OK, so maybe we're agreed: you can bet on his abilities in one election. Let's say he's been right 95% of the time (I don't know if that's true) and we believe that's likely to continue, knowing nothing except "this is an election and Silver's predicted the result."
Then if he says "Hillary is likely to win" we can have 95% confidence he's right.
If he says "Hillary has an 80% chance of winning" we ignore the 80, and just observe that it's more than 50.
It's a bit more flexible than that, though - rather than ignore 80% vs 70% and make it all up or down, you can let him predict a few different events in a row, add up the errors, and see how off they are.

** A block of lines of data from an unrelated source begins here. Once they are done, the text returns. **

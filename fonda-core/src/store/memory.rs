//! In-memory store
//!
//! Reference implementation of the store traits, used by unit and
//! integration tests. Semantics match what a hosted document store is
//! expected to provide: CAS updates on `version`, an atomic per-key
//! counter, single-open-shift uniqueness, and full-snapshot
//! subscriptions.

use std::collections::HashMap;

use async_trait::async_trait;
use dashmap::DashMap;
use dashmap::mapref::entry::Entry;
use parking_lot::Mutex;
use shared::models::{Courier, Neighborhood, Order, Shift, ShiftStatus};
use shared::{DomainError, DomainResult};
use tokio::sync::mpsc;

use super::{
    CourierStore, NeighborhoodStore, OrderFilter, OrderStore, OrderSubscription, ReceiptCounter,
    ShiftStore,
};

struct OrderWatcher {
    filter: OrderFilter,
    sender: mpsc::UnboundedSender<Vec<Order>>,
}

#[derive(Default)]
pub struct MemoryStore {
    orders: DashMap<String, Order>,
    shifts: DashMap<String, Shift>,
    couriers: DashMap<String, Courier>,
    neighborhoods: DashMap<String, Neighborhood>,
    /// Receipt sequence per date key; keys never repeat across days, so
    /// a fresh key is the date rollover reset
    counters: Mutex<HashMap<String, u32>>,
    watchers: Mutex<Vec<OrderWatcher>>,
    /// Serializes open-shift uniqueness checks against inserts
    shift_gate: Mutex<()>,
}

impl MemoryStore {
    pub fn new() -> Self {
        Self::default()
    }

    fn snapshot(&self, filter: &OrderFilter) -> Vec<Order> {
        let mut orders: Vec<Order> = self
            .orders
            .iter()
            .filter(|entry| filter.matches(entry.value()))
            .map(|entry| entry.value().clone())
            .collect();
        orders.sort_by(|a, b| {
            a.created_at
                .cmp(&b.created_at)
                .then_with(|| a.receipt_number.cmp(&b.receipt_number))
        });
        orders
    }

    /// Push the full refreshed result set to every live watcher
    fn publish(&self) {
        let mut watchers = self.watchers.lock();
        watchers.retain(|w| {
            let snapshot = self.snapshot(&w.filter);
            w.sender.send(snapshot).is_ok()
        });
    }
}

#[async_trait]
impl OrderStore for MemoryStore {
    async fn create_order(&self, mut order: Order) -> DomainResult<Order> {
        let id = order
            .id
            .clone()
            .unwrap_or_else(shared::util::new_id);
        order.id = Some(id.clone());
        order.version = 1;
        match self.orders.entry(id) {
            Entry::Occupied(entry) => {
                return Err(DomainError::conflict(format!(
                    "order {} already exists",
                    entry.key()
                )));
            }
            Entry::Vacant(entry) => {
                entry.insert(order.clone());
            }
        }
        self.publish();
        Ok(order)
    }

    async fn get_order(&self, id: &str) -> DomainResult<Option<Order>> {
        Ok(self.orders.get(id).map(|entry| entry.value().clone()))
    }

    async fn update_order(&self, order: &Order) -> DomainResult<Order> {
        let id = order
            .id
            .as_deref()
            .ok_or_else(|| DomainError::validation("order has no id"))?;

        let updated = {
            let mut entry = self
                .orders
                .get_mut(id)
                .ok_or_else(|| DomainError::not_found(format!("order {}", id)))?;
            if entry.version != order.version {
                return Err(DomainError::conflict(format!(
                    "order {} version {} != stored {}",
                    id, order.version, entry.version
                )));
            }
            let mut updated = order.clone();
            updated.version += 1;
            *entry = updated.clone();
            updated
        };

        self.publish();
        Ok(updated)
    }

    async fn query_orders(&self, filter: &OrderFilter) -> DomainResult<Vec<Order>> {
        Ok(self.snapshot(filter))
    }

    async fn subscribe_orders(&self, filter: OrderFilter) -> DomainResult<OrderSubscription> {
        let (sender, receiver) = mpsc::unbounded_channel();
        // Initial emission so observers start from the authoritative set
        let _ = sender.send(self.snapshot(&filter));
        self.watchers.lock().push(OrderWatcher { filter, sender });
        Ok(receiver)
    }
}

#[async_trait]
impl ShiftStore for MemoryStore {
    async fn create_shift(&self, mut shift: Shift) -> DomainResult<Shift> {
        let _gate = self.shift_gate.lock();
        let open_exists = self
            .shifts
            .iter()
            .any(|entry| entry.value().status == ShiftStatus::Open);
        if shift.status == ShiftStatus::Open && open_exists {
            return Err(DomainError::ShiftAlreadyOpen);
        }

        let id = shift
            .id
            .clone()
            .unwrap_or_else(shared::util::new_id);
        if self.shifts.contains_key(&id) {
            return Err(DomainError::conflict(format!("shift {} already exists", id)));
        }
        shift.id = Some(id.clone());
        shift.version = 1;
        self.shifts.insert(id, shift.clone());
        Ok(shift)
    }

    async fn get_shift(&self, id: &str) -> DomainResult<Option<Shift>> {
        Ok(self.shifts.get(id).map(|entry| entry.value().clone()))
    }

    async fn update_shift(&self, shift: &Shift) -> DomainResult<Shift> {
        let id = shift
            .id
            .as_deref()
            .ok_or_else(|| DomainError::validation("shift has no id"))?;

        let mut entry = self
            .shifts
            .get_mut(id)
            .ok_or_else(|| DomainError::not_found(format!("shift {}", id)))?;
        if entry.version != shift.version {
            return Err(DomainError::conflict(format!(
                "shift {} version {} != stored {}",
                id, shift.version, entry.version
            )));
        }
        let mut updated = shift.clone();
        updated.version += 1;
        *entry = updated.clone();
        Ok(updated)
    }

    async fn find_open_shift(&self) -> DomainResult<Option<Shift>> {
        Ok(self
            .shifts
            .iter()
            .find(|entry| entry.value().status == ShiftStatus::Open)
            .map(|entry| entry.value().clone()))
    }

    async fn list_shifts(&self) -> DomainResult<Vec<Shift>> {
        let mut shifts: Vec<Shift> = self.shifts.iter().map(|e| e.value().clone()).collect();
        shifts.sort_by_key(|s| s.opened_at);
        Ok(shifts)
    }
}

#[async_trait]
impl CourierStore for MemoryStore {
    async fn create_courier(&self, mut courier: Courier) -> DomainResult<Courier> {
        let id = courier
            .id
            .clone()
            .unwrap_or_else(shared::util::new_id);
        courier.id = Some(id.clone());
        self.couriers.insert(id, courier.clone());
        Ok(courier)
    }

    async fn get_courier(&self, id: &str) -> DomainResult<Option<Courier>> {
        Ok(self.couriers.get(id).map(|entry| entry.value().clone()))
    }
}

#[async_trait]
impl NeighborhoodStore for MemoryStore {
    async fn create_neighborhood(
        &self,
        mut neighborhood: Neighborhood,
    ) -> DomainResult<Neighborhood> {
        let id = neighborhood
            .id
            .clone()
            .unwrap_or_else(shared::util::new_id);
        neighborhood.id = Some(id.clone());
        self.neighborhoods.insert(id, neighborhood.clone());
        Ok(neighborhood)
    }

    async fn find_active_neighborhood(&self, name: &str) -> DomainResult<Option<Neighborhood>> {
        Ok(self
            .neighborhoods
            .iter()
            .find(|entry| entry.value().is_active && entry.value().name == name)
            .map(|entry| entry.value().clone()))
    }
}

#[async_trait]
impl ReceiptCounter for MemoryStore {
    async fn next_receipt_seq(&self, date_key: &str) -> DomainResult<u32> {
        let mut counters = self.counters.lock();
        let seq = counters.entry(date_key.to_string()).or_insert(0);
        *seq += 1;
        Ok(*seq)
    }
}

#[cfg(test)]
mod tests {
    use super::*;
    use shared::models::order::*;
    use shared::models::shift::*;

    fn sample_order() -> Order {
        Order {
            id: None,
            receipt_number: "20250101-0001".to_string(),
            channel: Channel::Counter,
            customer: CustomerSnapshot {
                name: "Ana".to_string(),
                phone: "5550000000".to_string(),
                address: None,
                neighborhood: None,
            },
            items: vec![],
            totals: OrderTotals::default(),
            payment: OrderPayment {
                method: PaymentMethod::Cash,
                requires_change: false,
                tendered: None,
                change_due: None,
            },
            status: OrderStatus::Received,
            delivery: None,
            note: None,
            customer_note: None,
            shift_id: "shift-1".to_string(),
            created_at: 100,
            version: 0,
        }
    }

    fn sample_shift() -> Shift {
        Shift {
            id: None,
            kind: ShiftKind::Morning,
            status: ShiftStatus::Open,
            opened_at: 0,
            cashier_id: "cashier-1".to_string(),
            manager_id: "manager-1".to_string(),
            starting_cash: 500.0,
            totals: PaymentTotals::default(),
            counters: OrderCounters::default(),
            closing: None,
            abnormal_close: false,
            note: None,
            version: 0,
        }
    }

    #[tokio::test]
    async fn test_create_assigns_id_and_version() {
        let store = MemoryStore::new();
        let order = store.create_order(sample_order()).await.unwrap();
        assert!(order.id.is_some());
        assert_eq!(order.version, 1);
    }

    #[tokio::test]
    async fn test_update_cas_rejects_stale_version() {
        let store = MemoryStore::new();
        let order = store.create_order(sample_order()).await.unwrap();

        let mut first = order.clone();
        first.note = Some("first".to_string());
        store.update_order(&first).await.unwrap();

        // Second writer still holds version 1 → conflict
        let mut stale = order.clone();
        stale.note = Some("stale".to_string());
        let err = store.update_order(&stale).await.unwrap_err();
        assert!(matches!(err, DomainError::Conflict(_)));
    }

    #[tokio::test]
    async fn test_single_open_shift_enforced() {
        let store = MemoryStore::new();
        store.create_shift(sample_shift()).await.unwrap();
        let err = store.create_shift(sample_shift()).await.unwrap_err();
        assert_eq!(err, DomainError::ShiftAlreadyOpen);
    }

    #[tokio::test]
    async fn test_counter_is_per_key() {
        let store = MemoryStore::new();
        assert_eq!(store.next_receipt_seq("20250101").await.unwrap(), 1);
        assert_eq!(store.next_receipt_seq("20250101").await.unwrap(), 2);
        // New date key starts over at 1
        assert_eq!(store.next_receipt_seq("20250102").await.unwrap(), 1);
    }

    #[tokio::test]
    async fn test_subscription_emits_full_snapshots() {
        let store = MemoryStore::new();
        let mut sub = store
            .subscribe_orders(OrderFilter::default())
            .await
            .unwrap();

        // Initial snapshot is empty
        assert_eq!(sub.recv().await.unwrap().len(), 0);

        store.create_order(sample_order()).await.unwrap();
        let snapshot = sub.recv().await.unwrap();
        assert_eq!(snapshot.len(), 1);

        let mut second = sample_order();
        second.receipt_number = "20250101-0002".to_string();
        store.create_order(second).await.unwrap();
        // Full refreshed set, not a delta
        let snapshot = sub.recv().await.unwrap();
        assert_eq!(snapshot.len(), 2);
    }

    #[tokio::test]
    async fn test_find_active_neighborhood_skips_inactive() {
        let store = MemoryStore::new();
        store
            .create_neighborhood(Neighborhood {
                id: None,
                name: "Centro".to_string(),
                zone: "A".to_string(),
                shipping_cost: 30.0,
                is_active: false,
            })
            .await
            .unwrap();
        assert!(
            store
                .find_active_neighborhood("Centro")
                .await
                .unwrap()
                .is_none()
        );
    }
}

Or if you do want to review the past, you can look at the error for a category of elections or that entire year rather than his whole prediction career.
> One could note the number of times that a 25% probability was quoted, over a long period, and compare this with the actual proportion of times that rain fell.
it still depends on many samples, or "over a long period" in your doc.
You can't escape the fact that there are only one or two samples, no matter how much math you throw around.
> You can't escape the fact that there are only one or two samples, no matter how much math you throw around.
That depends on what question you're asking. "How well calibrated are the electoral predictions that FiveThirtyEight makes?" is a sensible question with a lot of data points, seems to speak directly to the crowing about the one call being bad, and seems well suited to the application of a scoring rule for comparison between people making predictions about the same things.
Then if he says "Hillary is likely to win" we can have 95% confidence he's right.
If he says "Hillary has an 80% chance of winning" we ignore the 80, and just observe that it's more than 50.